Collected data entries:
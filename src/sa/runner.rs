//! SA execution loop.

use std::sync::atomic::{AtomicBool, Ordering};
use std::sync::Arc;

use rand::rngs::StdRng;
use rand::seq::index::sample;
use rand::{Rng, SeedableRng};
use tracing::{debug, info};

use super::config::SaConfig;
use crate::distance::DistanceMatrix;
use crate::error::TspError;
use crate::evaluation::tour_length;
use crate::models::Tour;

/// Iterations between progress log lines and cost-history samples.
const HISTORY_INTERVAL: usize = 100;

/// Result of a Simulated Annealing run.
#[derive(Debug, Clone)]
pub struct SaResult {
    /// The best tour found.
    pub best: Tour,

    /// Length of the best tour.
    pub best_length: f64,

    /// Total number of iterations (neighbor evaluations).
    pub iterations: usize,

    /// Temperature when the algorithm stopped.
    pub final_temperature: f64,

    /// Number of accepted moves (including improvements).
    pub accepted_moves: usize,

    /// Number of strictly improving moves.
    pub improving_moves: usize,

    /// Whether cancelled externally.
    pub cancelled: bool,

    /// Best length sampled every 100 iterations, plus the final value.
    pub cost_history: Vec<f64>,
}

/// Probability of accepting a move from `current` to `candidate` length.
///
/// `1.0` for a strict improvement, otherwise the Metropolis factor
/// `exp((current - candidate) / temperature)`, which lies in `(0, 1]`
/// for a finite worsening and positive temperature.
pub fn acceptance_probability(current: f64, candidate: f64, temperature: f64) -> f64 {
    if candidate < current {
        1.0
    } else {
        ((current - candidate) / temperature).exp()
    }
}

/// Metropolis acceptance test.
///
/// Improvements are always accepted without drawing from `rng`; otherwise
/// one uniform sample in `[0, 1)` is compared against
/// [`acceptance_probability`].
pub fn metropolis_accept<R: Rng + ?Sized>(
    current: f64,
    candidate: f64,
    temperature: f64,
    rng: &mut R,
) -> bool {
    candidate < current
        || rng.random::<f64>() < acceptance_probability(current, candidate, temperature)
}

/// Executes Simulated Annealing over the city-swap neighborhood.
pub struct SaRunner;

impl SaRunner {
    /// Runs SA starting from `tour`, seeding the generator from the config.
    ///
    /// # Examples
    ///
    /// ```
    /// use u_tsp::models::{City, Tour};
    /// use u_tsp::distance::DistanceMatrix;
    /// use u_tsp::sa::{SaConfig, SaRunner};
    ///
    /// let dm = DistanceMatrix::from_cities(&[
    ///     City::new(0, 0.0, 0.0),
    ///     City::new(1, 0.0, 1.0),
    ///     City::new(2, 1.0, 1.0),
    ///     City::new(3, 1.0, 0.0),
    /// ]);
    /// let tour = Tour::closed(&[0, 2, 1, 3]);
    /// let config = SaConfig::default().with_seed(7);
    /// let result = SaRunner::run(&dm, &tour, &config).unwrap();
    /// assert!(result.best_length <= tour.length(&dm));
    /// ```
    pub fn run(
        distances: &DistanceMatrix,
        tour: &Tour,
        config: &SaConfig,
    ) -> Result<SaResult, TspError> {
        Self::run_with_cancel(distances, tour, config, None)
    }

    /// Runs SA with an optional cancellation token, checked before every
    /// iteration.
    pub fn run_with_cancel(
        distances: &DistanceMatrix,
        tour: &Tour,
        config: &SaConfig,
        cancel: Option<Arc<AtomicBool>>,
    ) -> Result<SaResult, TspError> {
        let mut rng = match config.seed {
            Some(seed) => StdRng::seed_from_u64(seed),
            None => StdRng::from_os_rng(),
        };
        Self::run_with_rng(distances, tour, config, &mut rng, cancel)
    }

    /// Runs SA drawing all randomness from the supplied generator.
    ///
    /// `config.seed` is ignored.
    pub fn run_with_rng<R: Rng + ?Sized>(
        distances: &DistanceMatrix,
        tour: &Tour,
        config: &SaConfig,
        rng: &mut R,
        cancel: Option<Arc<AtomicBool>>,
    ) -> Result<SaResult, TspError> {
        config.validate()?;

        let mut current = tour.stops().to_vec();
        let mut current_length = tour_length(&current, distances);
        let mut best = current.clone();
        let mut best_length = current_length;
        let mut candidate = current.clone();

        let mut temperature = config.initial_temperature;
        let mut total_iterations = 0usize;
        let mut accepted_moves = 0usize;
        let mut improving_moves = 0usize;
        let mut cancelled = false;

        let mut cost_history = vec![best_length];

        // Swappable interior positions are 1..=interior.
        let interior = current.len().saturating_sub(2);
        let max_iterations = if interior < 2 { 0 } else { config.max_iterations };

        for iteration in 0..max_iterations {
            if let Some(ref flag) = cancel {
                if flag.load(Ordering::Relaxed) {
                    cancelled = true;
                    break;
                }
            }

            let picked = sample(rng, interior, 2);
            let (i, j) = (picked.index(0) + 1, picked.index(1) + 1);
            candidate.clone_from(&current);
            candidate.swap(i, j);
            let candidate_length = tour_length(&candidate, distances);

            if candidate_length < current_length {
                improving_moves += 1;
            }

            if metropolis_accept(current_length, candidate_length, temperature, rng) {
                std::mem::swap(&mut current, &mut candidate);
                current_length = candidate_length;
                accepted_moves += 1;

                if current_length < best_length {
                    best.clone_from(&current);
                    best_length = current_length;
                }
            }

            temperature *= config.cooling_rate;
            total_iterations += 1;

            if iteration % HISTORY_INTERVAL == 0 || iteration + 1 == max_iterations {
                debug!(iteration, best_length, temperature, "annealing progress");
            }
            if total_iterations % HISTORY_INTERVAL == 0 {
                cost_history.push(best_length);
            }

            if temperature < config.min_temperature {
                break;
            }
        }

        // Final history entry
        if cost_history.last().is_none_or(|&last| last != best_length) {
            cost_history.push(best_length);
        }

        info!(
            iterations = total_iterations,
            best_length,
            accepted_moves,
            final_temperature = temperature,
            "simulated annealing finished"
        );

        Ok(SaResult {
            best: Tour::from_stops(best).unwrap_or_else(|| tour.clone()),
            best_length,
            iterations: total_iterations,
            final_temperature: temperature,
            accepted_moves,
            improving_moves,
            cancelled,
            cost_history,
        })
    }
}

### PROBLEM REQUIREMENTS
Copy each entry exactly. Omit none.

### EXERCISE SOLUTION
filename src/sa/runner.rs
//! SA execution loop.

use std::sync::atomic::{AtomicBool, Ordering};
use std::sync::Arc;

use rand::rngs::StdRng;
use rand::seq::index::sample;
use rand::{Rng, SeedableRng};
use tracing::{debug, info};

use super::config::SaConfig;
use crate::distance::DistanceMatrix;
use crate::error::TspError;
use crate::evaluation::tour_length;
use crate::models::Tour;

/// Iterations between progress log lines and cost-history samples.
const HISTORY_INTERVAL: usize = 100;

/// Result of a Simulated Annealing run.
#[derive(Debug, Clone)]
pub struct SaResult {
    /// The best tour found.
    pub best: Tour,

    /// Length of the best tour.
    pub best_length: f64,

    /// Total number of iterations (neighbor evaluations).
    pub iterations: usize,

    /// Temperature when the algorithm stopped.
    pub final_temperature: f64,

    /// Number of accepted moves (including improvements).
    pub accepted_moves: usize,

    /// Number of strictly improving moves.
    pub improving_moves: usize,

    /// Whether cancelled externally.
    pub cancelled: bool,

    /// Best length sampled every 100 iterations, plus the final value.
    pub cost_history: Vec<f64>,
}

/// Probability of accepting a move from `current` to `candidate` length.
///
/// `1.0` for a strict improvement, otherwise the Metropolis factor
/// `exp((current - candidate) / temperature)`, which lies in `(0, 1]`
/// for a finite worsening and positive temperature.
pub fn acceptance_probability(current: f64, candidate: f64, temperature: f64) -> f64 {
    if candidate < current {
        1.0
    } else {
        ((current - candidate) / temperature).exp()
    }
}

/// Metropolis acceptance test.
///
/// Improvements are always accepted without drawing from `rng`; otherwise
/// one uniform sample in `[0, 1)` is compared against
/// [`acceptance_probability`].
pub fn metropolis_accept<R: Rng + ?Sized>(
    current: f64,
    candidate: f64,
    temperature: f64,
    rng: &mut R,
) -> bool {
    candidate < current
        || rng.random::<f64>() < acceptance_probability(current, candidate, temperature)
}

/// Executes Simulated Annealing over the city-swap neighborhood.
pub struct SaRunner;

impl SaRunner {
    /// Runs SA starting from `tour`, seeding the generator from the config.
    ///
    /// # Examples
    ///
    /// ```
    /// use u_tsp::models::{City, Tour};
    /// use u_tsp::distance::DistanceMatrix;
    /// use u_tsp::sa::{SaConfig, SaRunner};
    ///
    /// let dm = DistanceMatrix::from_cities(&[
    ///     City::new(0, 0.0, 0.0),
    ///     City::new(1, 0.0, 1.0),
    ///     City::new(2, 1.0, 1.0),
    ///     City::new(3, 1.0, 0.0),
    /// ]);
    /// let tour = Tour::closed(&[0, 2, 1, 3]);
    /// let config = SaConfig::default().with_seed(7);
    /// let result = SaRunner::run(&dm, &tour, &config).unwrap();
    /// assert!(result.best_length <= tour.length(&dm));
    /// ```
    pub fn run(
        distances: &DistanceMatrix,
        tour: &Tour,
        config: &SaConfig,
    ) -> Result<SaResult, TspError> {
        Self::run_with_cancel(distances, tour, config, None)
    }

    /// Runs SA with an optional cancellation token, checked before every
    /// iteration.
    pub fn run_with_cancel(
        distances: &DistanceMatrix,
        tour: &Tour,
        config: &SaConfig,
        cancel: Option<Arc<AtomicBool>>,
    ) -> Result<SaResult, TspError> {
        let mut rng = match config.seed {
            Some(seed) => StdRng::seed_from_u64(seed),
            None => StdRng::from_os_rng(),
        };
        Self::run_with_rng(distances, tour, config, &mut rng, cancel)
    }

    /// Runs SA drawing all randomness from the supplied generator.
    ///
    /// `config.seed` is ignored.
    pub fn run_with_rng<R: Rng + ?Sized>(
        distances: &DistanceMatrix,
        tour: &Tour,
        config: &SaConfig,
        rng: &mut R,
        cancel: Option<Arc<AtomicBool>>,
    ) -> Result<SaResult, TspError> {
        config.validate()?;

        let mut current = tour.stops().to_vec();
        let mut current_length = tour_length(&current, distances);
        let mut best = current.clone();
        let mut best_length = current_length;
        let mut candidate = current.clone();

        let mut temperature = config.initial_temperature;
        let mut total_iterations = 0usize;
        let mut accepted_moves = 0usize;
        let mut improving_moves = 0usize;
        let mut cancelled = false;

        let mut cost_history = vec![best_length];

        // Swappable interior positions are 1..=interior.
        let interior = current.len().saturating_sub(2);
        let max_iterations = if interior < 2 { 0 } else { config.max_iterations };

        for iteration in 0..max_iterations {
            if let Some(ref flag) = cancel {
                if flag.load(Ordering::Relaxed) {
                    cancelled = true;
                    break;
                }
            }

            let picked = sample(rng, interior, 2);
            let (i, j) = (picked.index(0) + 1, picked.index(1) + 1);
            candidate.clone_from(&current);
            candidate.swap(i, j);
            let candidate_length = tour_length(&candidate, distances);

            if candidate_length < current_length {
                improving_moves += 1;
            }

            if metropolis_accept(current_length, candidate_length, temperature, rng) {
                std::mem::swap(&mut current, &mut candidate);
                current_length = candidate_length;
                accepted_moves += 1;

                if current_length < best_length {
                    best.clone_from(&current);
                    best_length = current_length;
                }
            }

            temperature *= config.cooling_rate;
            total_iterations += 1;

            if iteration % HISTORY_INTERVAL == 0 || iteration + 1 == max_iterations {
                debug!(iteration, best_length, temperature, "annealing progress");
            }
            if total_iterations % HISTORY_INTERVAL == 0 {
                cost_history.push(best_length);
            }

            if temperature < config.min_temperature {
                break;
            }
        }

        // Final history entry
        if cost_history.last().is_none_or(|&last| last != best_length) {
            cost_history.push(best_length);
        }

        info!(
            iterations = total_iterations,
            best_length,
            accepted_moves,
            final_temperature = temperature,
            "simulated annealing finished"
        );

        Ok(SaResult {
            best: Tour::from_stops(best).unwrap_or_else(|| tour.clone()),
            best_length,
            iterations: total_iterations,
            final_temperature: temperature,
            accepted_moves,
            improving_moves,
            cancelled,
            cost_history,
        })
    }
}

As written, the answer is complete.